ALTERAZIONE DELLA STORIA E LIBERAZIONE ETERNA TRE ESPRESSIONI DELLA NUOVA CORRENTE

I pochi punti di riferimento per la comprensione dell'attuale movimento teologico - di cui abbiamo parlato - non sono certo emersi subitamente in seno ad una «terra vergine», come se fossero la primaria sorgente del movimento che n'è conseguito.
 
Il punto di riferimento, si fissa o si situa in vista di una finalità che ci si propone o che si accetta per meditare o per apportare un giudizio su un insieme di avvenimenti e di concetti. Questa finalità, che costituisce un criterio, può essere più o meno estesa per quel che riguarda la durata e la somma dei fatti esaminati e per quel che riguarda la più profonda e la più generale visione, che l'uomo che medita, si fa delle cose; questa finalità-criterio può essere più o meno universale, più o meno trascendentale ed escatologica, o invece relativa e temporale.
Che si voglia o no, c'è sempre un criterio attraverso il quale si riconoscono punti di riferimento nello sviluppo di una serie di fatti in un lasso di tempo. E quanto è stato qui detto, cioè l'inevitabile necessità di avere un criterio per situare punti di riferimento, fa già parte dell'argomento fondamentale sul quale adesso rifletteremo.

Giacché, attenendosi a tutta l'esperienza della storia umana, il pensiero ed il discorso, senza un punto di riferimento, manifestano il disordine e lo squilibrio.

In ogni modo, il dominio nel quale stiamo per entrare è più vasto e già contiene la più remota origine di queste manifestazioni, che sono allora i punti di riferimento di cui abbiamo parlato.

In seno al mondo del pensiero, mondo filosofico, teologico, scientifico e politico, e più particolarmente in seno al mondo cristiano, al di dentro e al di fuori della Chiesa cattolica, si è manifestato un evento nuovo, o meglio si è manifestato di nuovo, in modo più acuto e in una nuova veste, un fatto antichissimo, che da sempre accompagna l'avventura del pensiero e dell'azione dell'uomo: un insieme di vedute, di proposizioni, di postulati e di concetti ha ormai da lungo tempo creato una tendenza polimorfa e nel contempo uniforme, se così si può dire, perché unico è il suo orientamento.

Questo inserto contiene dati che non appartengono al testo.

use rustc_hash::FxHashMap;
use std::sync::Arc;

use crate::{
    node::NodePartial,
    reducers::{AddErrors, AddFields, MapMerge, Reducer, ReducerError},
    state::VersionedState,
    types::ChannelType,
};
use tracing::instrument;

#[derive(Clone)]
pub struct ReducerRegistry {
    reducer_map: FxHashMap<ChannelType, Vec<Arc<dyn Reducer>>>,
}

/// Guard that checks whether a NodePartial actually has meaningful data
/// for the specified channel. This lets the registry skip invoking
/// reducers when there is nothing to do.
fn channel_guard(channel: &ChannelType, partial: &NodePartial) -> bool {
    match channel {
        ChannelType::Field => partial
            .fields
            .as_ref()
            .map(|v| !v.is_empty())
            .unwrap_or(false),
        ChannelType::Extra => partial
            .extra
            .as_ref()
            .map(|m| !m.is_empty())
            .unwrap_or(false),
        ChannelType::Error => partial
            .errors
            .as_ref()
            .map(|v| !v.is_empty())
            .unwrap_or(false),
    }
}

impl Default for ReducerRegistry {
    fn default() -> Self {
        let mut registry = Self::new();
        registry
            .register(ChannelType::Field, Arc::new(AddFields))
            .register(ChannelType::Extra, Arc::new(MapMerge))
            .register(ChannelType::Error, Arc::new(AddErrors));
        registry
    }
}

impl ReducerRegistry {
    /// Creates a new empty reducer registry.
    pub fn new() -> Self {
        Self {
            reducer_map: FxHashMap::default(),
        }
    }

    /// Registers a reducer for a specific channel type.
    ///
    /// This method allows dynamic registration of reducers at runtime.
    /// Multiple reducers can be registered for the same channel and will
    /// be applied in registration order.
    ///
    /// # Parameters
    /// - `channel`: The channel type to register the reducer for
    /// - `reducer`: The reducer implementation wrapped in Arc
    ///
    /// # Returns
    /// A mutable reference to self for method chaining
    pub fn register(&mut self, channel: ChannelType, reducer: Arc<dyn Reducer>) -> &mut Self {
        self.reducer_map.entry(channel).or_default().push(reducer);
        self
    }

    /// Builder-style method for registering a reducer.
    ///
    /// This is a convenience method that consumes self and returns it,
    /// enabling fluent API usage when constructing a ReducerRegistry.
    ///
    /// # Parameters
    /// - `channel`: The channel type to register the reducer for
    /// - `reducer`: The reducer implementation wrapped in Arc
    ///
    /// # Returns
    /// Self for method chaining
    ///
    /// # Examples
    /// ```
    /// use std::sync::Arc;
    /// use vantage::reducers::{ReducerRegistry, AddFields};
    /// use vantage::types::ChannelType;
    ///
    /// let registry = ReducerRegistry::new()
    ///     .with_reducer(ChannelType::Field, Arc::new(AddFields));
    /// ```
    pub fn with_reducer(mut self, channel: ChannelType, reducer: Arc<dyn Reducer>) -> Self {
        self.register(channel, reducer);
        self
    }

    #[instrument(skip(self, state, to_update), err)]
    pub fn try_update(
        &self,
        channel_type: ChannelType,
        state: &mut VersionedState,
        to_update: &NodePartial,
    ) -> Result<(), ReducerError> {
        // Skip if the partial has no applicable data for this channel.
        if !channel_guard(&channel_type, to_update) {
            return Ok(());
        }

        if let Some(reducers) = self.reducer_map.get(&channel_type) {
            for reducer in reducers {
                reducer.apply(state, to_update);
            }
            Ok(())
        } else {
            Err(ReducerError::UnknownChannel(channel_type))
        }
    }

    #[instrument(skip(self, state, merged_updates), err)]
    pub fn apply_all(
        &self,
        state: &mut VersionedState,
        merged_updates: &NodePartial,
    ) -> Result<(), ReducerError> {
        // Iterate all registered channels; try_update will skip via guard if no data.
        for channel in self.reducer_map.keys() {
            self.try_update(channel.clone(), state, merged_updates)?;
        }
        Ok(())
    }
}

Questa tendenza rivendica sotto parecchie forme, apparentemente dai differenti orientamenti, il diritto morale ed intellettuale di rinnovare da cima a fondo ogni nozione e metodo di scienza, di filosofia, di teologia, di morale e di storia. Si tratta di una potente corrente che intacca ormai la nozione ed il principio della vita, e la nozione ed il principio della conoscenza.

In questa corrente generale che abbraccia tutto il campo dell'attività intellettuale, morale e pratica, tre fatti meglio esprimono la base di questo cambiamento polimorfo ed uniforme: 
- In primo luogo, il credere di aver scoperto una nuova dimensione dell'uomo: la coscienza storica. 
- In secondo luogo, il credere di aver scoperto un «nuovo» ed unico cammino per la conoscenza della verità: l'ermeneutica.
- In terzo luogo, il credere di aver scoperto una nuova percezione fondamentale dei fenomeni, un modo radicalmente nuovo per percepire la Realtà, la vita universale, il cosmo e la vita interiore dell'uomo, ossia un nuovo riferimento trascendentale riguardo alla verità e alla conoscenza che si può chiamare: il riferimento esistenziale.

Questi tre fatti compendiano un gran numero di orientamenti spesso divergenti, ma solo in apparenza, infatti facilmente ci si può rendere conto come siano interdipendenti; essi si manifestano come se mossi e provocati da un solo ed unico fattore. La distinzione, però, di questi tre fatti corrisponde anche alla realtà delle cose, e per questo ci è di aiuto per approfondire l'attuale realtà generale e più particolarmente il movimento teologico contemporaneo.

Per percepire, dunque, quel tanto che è possibile e permesso all'uomo, sia la lontana origine come le conseguenze generali di questi tre fatti, cioè per poter stimare, con la massima oggettività possibile, il significato e le conseguenze della tendenza espressa da questi tre fatti, da questi tre generici fenomeni, si dovrebbe prima di tutto poter esaminare in profondità la nozione ed anche la realtà della nozione «storia», la nozione e la realtà del verbo (parola, linguaggio e lingua) ed anche la nozione dei vocaboli «essere» ed «esistenza».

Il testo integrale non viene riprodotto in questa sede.